The Round-Up: November 1st 2006
Posted by Stoneleigh on November 1, 2006 - 5:10pm in The Oil Drum: Canada
Topic: Site news
Tags: air pollution, climate change, global warming, kyoto, stern report, wind generation [list all tags]
'About half of our airborne pollution comes from across the border in the United States. That pollution is coming from dirty coal-fired plants in the Ohio valley and in the Midwest.'-Dr. David McKeown, Toronto's medical health officer
A provincially imposed 50 megawatt (MW) cap on new electricity generation is stifling wind power opportunities in northeastern Ontario, says a North Bay wind consultant. The Ontario government may be promoting the virtues of clean, renewable energy, but for Terry Wojick, that policy doesn't seem to apply in his region........Wojick says all his projects were progressing well until last April when the province released a second round of RFPs for more renewable energy. He was shocked to discover the Ministry of Energy has imposed a restrictive cap on the North East Zone, north and east of Sudbury, for new wind and water generation projects.
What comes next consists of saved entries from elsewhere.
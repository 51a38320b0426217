use serde::Deserialize;
use serde::de::DeserializeOwned;
use std::path::Path;

pub use config::ConfigError;

/// Name of the optional YAML file read from a configuration directory.
pub const BASE_CONFIG_FILE: &str = "base.yaml";

/// Prefix for environment overrides, e.g. `APP_API__SERVER_URL`.
pub const ENV_PREFIX: &str = "APP";

/// Logging and trace export settings shared by every binary.
#[derive(Debug, Deserialize, Clone)]
pub struct TelemetrySettings {
    #[serde(default = "default_log_level")]
    pub log_level: String,
    /// Emit log lines as flattened JSON instead of the compact text format.
    #[serde(default)]
    pub json: bool,
    /// OTLP gRPC collector endpoint. Trace export is disabled when unset.
    #[serde(default)]
    pub otlp_endpoint: Option<String>,
}

impl Default for TelemetrySettings {
    fn default() -> Self {
        Self {
            log_level: default_log_level(),
            json: false,
            otlp_endpoint: None,
        }
    }
}

fn default_log_level() -> String {
    "warn".to_string()
}

/// Load layered settings: `<config_dir>/base.yaml` (if present), then
/// `APP_`-prefixed environment variables with `__` as the section separator.
///
/// A `.env` file in the working directory is loaded first.
pub fn load<T: DeserializeOwned>(config_dir: Option<&Path>) -> Result<T, ConfigError> {
    dotenvy::dotenv().ok();

    let mut builder = config::Config::builder();

    if let Some(dir) = config_dir {
        builder = builder
            .add_source(config::File::from(dir.join(BASE_CONFIG_FILE)).required(false));
    }

    let settings = builder
        .add_source(
            config::Environment::with_prefix(ENV_PREFIX)
                .prefix_separator("_")
                .separator("__"),
        )
        .build()?;

    settings.try_deserialize::<T>()
}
The existing transmission infrastructure doesn't have the capacity to carry more power into the Ontario grid.
"All we're asking is a fair opportunity to bid into this RFP process," says Wojick, "and with the 50-MW restriction we can barely compete."
Canada Faces Lawsuit Over Failure to Meet Kyoto Commitment
Environmentalists threatened Tuesday to sue Canada to force cuts to greenhouse-gas emissions agreed under the Kyoto Protocol, despite officials' claims the target cannot be achieved.The Friends of the Earth presented Environment Minister Rona Ambrose with a legal opinion asserting that Canada is in breach of the international treaty to reduce air pollution that causes global warming, and asked her to respond.
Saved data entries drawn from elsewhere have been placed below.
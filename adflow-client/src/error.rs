use crate::session::SessionError;
use reqwest::StatusCode;
use thiserror::Error;

#[derive(Debug, Error)]
pub enum ApiError {
    /// The request never produced an HTTP response.
    #[error("HTTP request failed: {0}")]
    Transport(#[from] reqwest::Error),

    /// The server answered with a non-2xx status.
    #[error("Request failed with status {status}: {body}")]
    Status { status: StatusCode, body: String },

    #[error("Failed to decode response body: {0}")]
    Decode(#[source] serde_json::Error),

    #[error("Failed to encode request body: {0}")]
    Encode(#[source] serde_json::Error),

    #[error("Invalid request: {0}")]
    Validation(#[from] validator::ValidationErrors),

    #[error("Invalid base URL '{url}': {reason}")]
    InvalidBaseUrl { url: String, reason: String },

    #[error("Session storage error: {0}")]
    Session(#[from] SessionError),
}

impl ApiError {
    /// HTTP status carried by the failure, if the server responded.
    pub fn status(&self) -> Option<StatusCode> {
        match self {
            ApiError::Status { status, .. } => Some(*status),
            ApiError::Transport(err) => err.status(),
            _ => None,
        }
    }

    pub fn is_unauthorized(&self) -> bool {
        matches!(self, ApiError::Status { status, .. } if *status == StatusCode::UNAUTHORIZED)
    }

    /// The `error` field of a JSON error body, falling back to the raw body.
    pub fn server_message(&self) -> Option<String> {
        match self {
            ApiError::Status { body, .. } => {
                let message = serde_json::from_str::<serde_json::Value>(body)
                    .ok()
                    .and_then(|v| v.get("error").and_then(|e| e.as_str()).map(str::to_owned));
                Some(message.unwrap_or_else(|| body.clone()))
            }
            _ => None,
        }
    }
}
Otherwise, "I anticipate we would be on our way to federal court within six months," said Friends of the Earth chief executive Beatrice Olivastri.
$7-Trillion Warning on Global Warming
Canada signed up to the Kyoto agreement and agreed to reduced greenhouse gas emissions by 6 per cent below its 1990 levels between 2008 and 2012. Instead, those emissions are up considerably and the Conservative government has conceded it won't come close to meeting those commitments.The report suggests that 1 per cent of global domestic product be spent immediately on dealing with climate change, to avoid higher costs later. Failure to act would lead to a drop of 5 to 20 per cent of global GDP and make large swaths of the Earth's surface uninhabitable.
This is a strongly worded reaction to the release of the Stern report. The issue of the proper role for government regulation as a response to climate change should be debated.
One of the unstated purposes of the Stern review is to bury the Kyoto Protocol, an unworkable plan built around unattainable objectives. Stern does a fine job eulogizing the failed accord with faint praise. "The Kyoto Protocol has established valuable institutions to underpin international emissions trading. There are strong reasons to build on and learn from this approach." So Kyoto is dead, with Stern noting that developing nations have no targets, Australian and the United States will not sign, and Canada will not meet the targets it has.
Treasury's Paulson Plays With the Plunge Protectors
It would be interesting to debate how effective a Plunge Protection Team could hope to be if the markets do go into reverse.
"Since taking the reins in July, the Wall Street veteran has reinvigorated the President's Working Group on Financial markets, which had languished." The article went on to say that before Paulson's arrival, the group met every few months, and sometimes only once a quarter. Now Paulson is insisting that it meet every six weeks.Among other things, Paulson and the Plunge Protection gang discuss the problems that might occur with hedge funds and derivatives, plus the "government's ability to respond to a financial crisis," according to a source quoted by the paper.